» WHAT THIS TASK INVOLVES
Reproduce exactly, and only, the lines running from the start of the entries below to the line containing "use storefront_backend::config::AppConfig;".

*** Opening RECORDED DATA ***

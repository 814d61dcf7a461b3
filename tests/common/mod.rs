//! Shared helpers for in-process router tests.
//!
//! Each test builds the real axum router over a fresh in-memory
//! SQLite store and a canned rate feed, then drives it with
//! `tower::ServiceExt::oneshot` — no network I/O involved.

#![allow(dead_code)]

use std::sync::Arc;

use async_trait::async_trait;
use axum::Router;
use axum::body::Body;
use axum::http::{Request, StatusCode, header};
use http_body_util::BodyExt;
use serde_json::{Value, json};
use tower::ServiceExt;

use storefront_backend::adapters::http::{AppState, build_router};
use storefront_backend::adapters::metrics::MetricsRegistry;
use storefront_backend::adapters::persistence::SqliteStore;
use storefront_backend::config::AppConfig;
use storefront_backend::domain::pricing::CurrencyQuote;
use storefront_backend::ports::rate_feed::{RateFeed, RateFeedError};

/// Feed stub answering with a fixed quote list.
pub struct FixedFeed(pub Vec<CurrencyQuote>);

#[async_trait]
impl RateFeed for FixedFeed {
    async fn main_quotes(&self) -> Result<Vec<CurrencyQuote>, RateFeedError> {
        Ok(self.0.clone())
    }
}

/// Feed stub that always fails, as an unreachable upstream would.
pub struct FailingFeed;

#[async_trait]
impl RateFeed for FailingFeed {
    async fn main_quotes(&self) -> Result<Vec<CurrencyQuote>, RateFeedError> {
        Err(RateFeedError::Upstream(anyhow::anyhow!("connection refused")))
    }
}

pub fn quote(name: &str, buy: &str) -> CurrencyQuote {
    CurrencyQuote {
        name: name.to_string(),
        buy: buy.to_string(),
        sell: buy.to_string(),
    }
}

/// The quote list used across the order tests: blue buys at 182,00.
pub fn standard_quotes() -> Vec<CurrencyQuote> {
    vec![
        quote("Dolar Oficial", "98,53"),
        quote("Dolar Blue", "182,00"),
        quote("Dolar Soja", "No Cotiza"),
    ]
}

pub fn test_config() -> AppConfig {
    toml::from_str(
        r#"
        [server]
        bind_address = "127.0.0.1:0"

        [database]
        url = "sqlite::memory:"

        [exchange]
        base_url = "http://feed.invalid"
        "#,
    )
    .expect("test config parses")
}

pub async fn state_with_feed(feed: Arc<dyn RateFeed>) -> AppState {
    let store = Arc::new(
        SqliteStore::connect("sqlite::memory:", 1)
            .await
            .expect("in-memory store"),
    );
    let metrics = Arc::new(MetricsRegistry::new().expect("metrics registry"));
    AppState::new(store, feed, metrics, &test_config())
}

pub async fn router_with_feed(feed: Arc<dyn RateFeed>) -> Router {
    build_router(state_with_feed(feed).await)
}

/// Router over the standard quote list.
pub async fn router() -> Router {
    router_with_feed(Arc::new(FixedFeed(standard_quotes()))).await
}

/// Drive the router with one request; returns status and parsed body
/// (`Value::Null` for empty bodies such as 204 and 405 responses).
pub async fn call(
    app: Router,
    method: &str,
    uri: &str,
    body: Option<Value>,
) -> (StatusCode, Value) {
    let builder = Request::builder().method(method).uri(uri);
    let request = match body {
        Some(payload) => builder
            .header(header::CONTENT_TYPE, "application/json")
            .body(Body::from(payload.to_string()))
            .expect("request builds"),
        None => builder.body(Body::empty()).expect("request builds"),
    };

    let response = app.oneshot(request).await.expect("oneshot failed");
    let status = response.status();
    let bytes = response
        .into_body()
        .collect()
        .await
        .expect("body collect failed")
        .to_bytes();
    let value = if bytes.is_empty() {
        Value::Null
    } else {
        serde_json::from_slice(&bytes).unwrap_or(Value::Null)
    };
    (status, value)
}

/// Create a product through the API, asserting success.
pub async fn seed_product(app: &Router, id: &str, name: &str, price: f64, stock: i64) {
    let (status, body) = call(
        app.clone(),
        "POST",
        "/api/products",
        Some(json!({ "id": id, "name": name, "price": price, "stock": stock })),
    )
    .await;
    assert_eq!(status, StatusCode::CREATED, "seed product failed: {body}");
}

/// Create an order through the API, asserting success, returning the body.
pub async fn seed_order(app: &Router, id: &str, details: Value) -> Value {
    let (status, body) = call(
        app.clone(),
        "POST",
        "/api/orders",
        Some(json!({ "id": id, "order_details": details })),
    )
    .await;
    assert_eq!(status, StatusCode::CREATED, "seed order failed: {body}");
    body
}
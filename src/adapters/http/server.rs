//! HTTP Server - Application State, Router, and Serve Loop
//!
//! Wires the store, the order usecases, and the metrics registry into
//! one `AppState`, builds the axum router, and runs it with graceful
//! shutdown on SIGINT.
//!
//! Verb policy is encoded in the route table itself: `PUT` on an
//! order and `GET` on a line item are simply absent, and axum answers
//! 405 for any method a matched path does not register.

use std::sync::Arc;
use std::time::Instant;

use anyhow::Context;
use axum::Router;
use axum::extract::{MatchedPath, Request, State};
use axum::http::{StatusCode, header};
use axum::middleware::{self, Next};
use axum::response::{IntoResponse, Response};
use axum::routing::{get, post, put};
use tracing::{error, info};

use super::{line_items, orders, products};
use crate::adapters::metrics::MetricsRegistry;
use crate::config::{AppConfig, PaginationConfig};
use crate::ports::rate_feed::RateFeed;
use crate::ports::store::Store;
use crate::usecases::{OrderAssembler, OrderPricer};

/// Shared state handed to every handler.
#[derive(Clone)]
pub struct AppState {
    pub store: Arc<dyn Store>,
    pub assembler: Arc<OrderAssembler>,
    pub pricer: Arc<OrderPricer>,
    pub metrics: Arc<MetricsRegistry>,
    pub pagination: PaginationConfig,
    metrics_enabled: bool,
}

impl AppState {
    pub fn new(
        store: Arc<dyn Store>,
        feed: Arc<dyn RateFeed>,
        metrics: Arc<MetricsRegistry>,
        config: &AppConfig,
    ) -> Self {
        let assembler = Arc::new(OrderAssembler::new(Arc::clone(&store)));
        let pricer = Arc::new(OrderPricer::new(feed, config.exchange.quote_label.clone()));
        Self {
            store,
            assembler,
            pricer,
            metrics,
            pagination: config.pagination,
            metrics_enabled: config.metrics.enabled,
        }
    }
}

/// Build the full application router.
pub fn build_router(state: AppState) -> Router {
    let metrics = Arc::clone(&state.metrics);
    let mut router = Router::new()
        .route("/live", get(liveness))
        .route("/ready", get(readiness));
    if state.metrics_enabled {
        router = router.route("/metrics", get(metrics_text));
    }
    router
        .route("/api/products", get(products::list).post(products::create))
        .route(
            "/api/products/:id",
            get(products::retrieve)
                .put(products::replace)
                .patch(products::patch)
                .delete(products::remove),
        )
        .route("/api/orders", get(orders::list).post(orders::create))
        // No PUT: order ids must not be fully replaceable.
        .route(
            "/api/orders/:id",
            get(orders::retrieve).patch(orders::patch).delete(orders::remove),
        )
        // No GET: line items have no index or detail view.
        .route("/api/order-details", post(line_items::create))
        .route(
            "/api/order-details/:id",
            put(line_items::replace)
                .patch(line_items::patch)
                .delete(line_items::remove),
        )
        .layer(middleware::from_fn_with_state(metrics, track_requests))
        .with_state(state)
}

/// Bind and serve until SIGINT.
pub async fn serve(state: AppState, bind_address: &str) -> anyhow::Result<()> {
    let app = build_router(state);
    let listener = tokio::net::TcpListener::bind(bind_address)
        .await
        .with_context(|| format!("failed to bind {bind_address}"))?;

    info!(address = %bind_address, "API server listening");
    axum::serve(listener, app)
        .with_graceful_shutdown(async {
            let _ = tokio::signal::ctrl_c().await;
            info!("SIGINT received, shutting down");
        })
        .await?;
    Ok(())
}

/// Liveness probe: 200 whenever the process is up.
async fn liveness() -> impl IntoResponse {
    (StatusCode::OK, "OK")
}

/// Readiness probe: 200 only while the store answers queries.
async fn readiness(State(state): State<AppState>) -> impl IntoResponse {
    if state.store.is_healthy().await {
        (StatusCode::OK, "READY")
    } else {
        (StatusCode::SERVICE_UNAVAILABLE, "NOT READY")
    }
}

/// Prometheus text exposition.
async fn metrics_text(State(state): State<AppState>) -> Response {
    match state.metrics.render() {
        Ok(body) => {
            ([(header::CONTENT_TYPE, "text/plain; version=0.0.4")], body).into_response()
        }
        Err(err) => {
            error!(error = %err, "metrics render failed");
            StatusCode::INTERNAL_SERVER_ERROR.into_response()
        }
    }
}

/// Count and time every request, labeled by the matched route template.
async fn track_requests(
    State(metrics): State<Arc<MetricsRegistry>>,
    request: Request,
    next: Next,
) -> Response {
    let method = request.method().as_str().to_owned();
    let route = request
        .extensions()
        .get::<MatchedPath>()
        .map_or_else(|| request.uri().path().to_owned(), |path| path.as_str().to_owned());

    let start = Instant::now();
    let response = next.run(request).await;
    metrics.observe_request(&method, &route, response.status().as_u16(), start.elapsed());
    response
}
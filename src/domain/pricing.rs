//! Order pricing math.
//!
//! Local totals are exact decimal sums of `unit_price * quantity`; the
//! empty aggregate is undefined (`None`), never zero. Foreign totals
//! divide by the buy-side rate of a named quote from the exchange feed
//! and round to 2 decimal places - the only place rounding happens.
//!
//! Feed rates arrive as strings with a comma decimal separator
//! (`"182,00"`); normalization to a numeric decimal happens here so the
//! rest of the crate never sees the raw format.

use rust_decimal::Decimal;
use rust_decimal::prelude::FromPrimitive;
use serde::{Deserialize, Serialize};
use thiserror::Error;

use super::catalog::OrderLine;

/// One named quote record from the exchange-rate feed, rates kept in
/// the feed's raw comma-decimal string form.
#[derive(Debug, Clone, PartialEq, Eq, Serialize, Deserialize)]
pub struct CurrencyQuote {
    /// Display name, e.g. "Dolar Blue".
    pub name: String,
    /// Buy-side rate, e.g. "182,00". May be non-numeric ("No Cotiza").
    pub buy: String,
    /// Sell-side rate.
    pub sell: String,
}

/// Failure to derive a usable rate from the feed's quote list.
#[derive(Debug, Clone, PartialEq, Eq, Error)]
pub enum QuoteError {
    #[error("no quote named {0:?} in the exchange rate feed")]
    NotFound(String),

    #[error("quote {label:?} has an unusable buy rate {raw:?}")]
    BadRate { label: String, raw: String },
}

/// Sum of `unit_price * quantity` over an order's line items.
///
/// Returns `None` for an order with no line items: the aggregate is
/// undefined, not zero.
pub fn total_local(lines: &[OrderLine]) -> Option<Decimal> {
    if lines.is_empty() {
        return None;
    }
    let mut total = Decimal::ZERO;
    for line in lines {
        let price = Decimal::from_f64(line.unit_price).unwrap_or(Decimal::ZERO);
        total += price * Decimal::from(line.item.quantity);
    }
    Some(total)
}

/// Scan `quotes` for the entry named `label` and parse its buy rate.
///
/// The rate string uses a comma as decimal separator. A missing entry,
/// a non-numeric rate, or a rate that is not strictly positive (the
/// conversion divides by it) is an error.
pub fn buy_rate(quotes: &[CurrencyQuote], label: &str) -> Result<Decimal, QuoteError> {
    let quote = quotes
        .iter()
        .find(|q| q.name == label)
        .ok_or_else(|| QuoteError::NotFound(label.to_string()))?;

    quote
        .buy
        .trim()
        .replace(',', ".")
        .parse::<Decimal>()
        .ok()
        .filter(|rate| rate.is_sign_positive() && !rate.is_zero())
        .ok_or_else(|| QuoteError::BadRate {
            label: label.to_string(),
            raw: quote.buy.clone(),
        })
}

/// Convert a local total to foreign currency, rounded to 2 decimals.
pub fn to_foreign(total: Decimal, rate: Decimal) -> Decimal {
    (total / rate).round_dp(2)
}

*** Closing RECORDED DATA ***

» WRITTEN RESPONSE
repository 814d61dcf7a461b3
filename tests/common/mod.rs
//! Shared helpers for in-process router tests.
//!
//! Each test builds the real axum router over a fresh in-memory
//! SQLite store and a canned rate feed, then drives it with
//! `tower::ServiceExt::oneshot` — no network I/O involved.

#![allow(dead_code)]

use std::sync::Arc;

use async_trait::async_trait;
use axum::Router;
use axum::body::Body;
use axum::http::{Request, StatusCode, header};
use http_body_util::BodyExt;
use serde_json::{Value, json};
use tower::ServiceExt;

use storefront_backend::adapters::http::{AppState, build_router};
use storefront_backend::adapters::metrics::MetricsRegistry;
use storefront_backend::adapters::persistence::SqliteStore;
use storefront_backend::config::AppConfig;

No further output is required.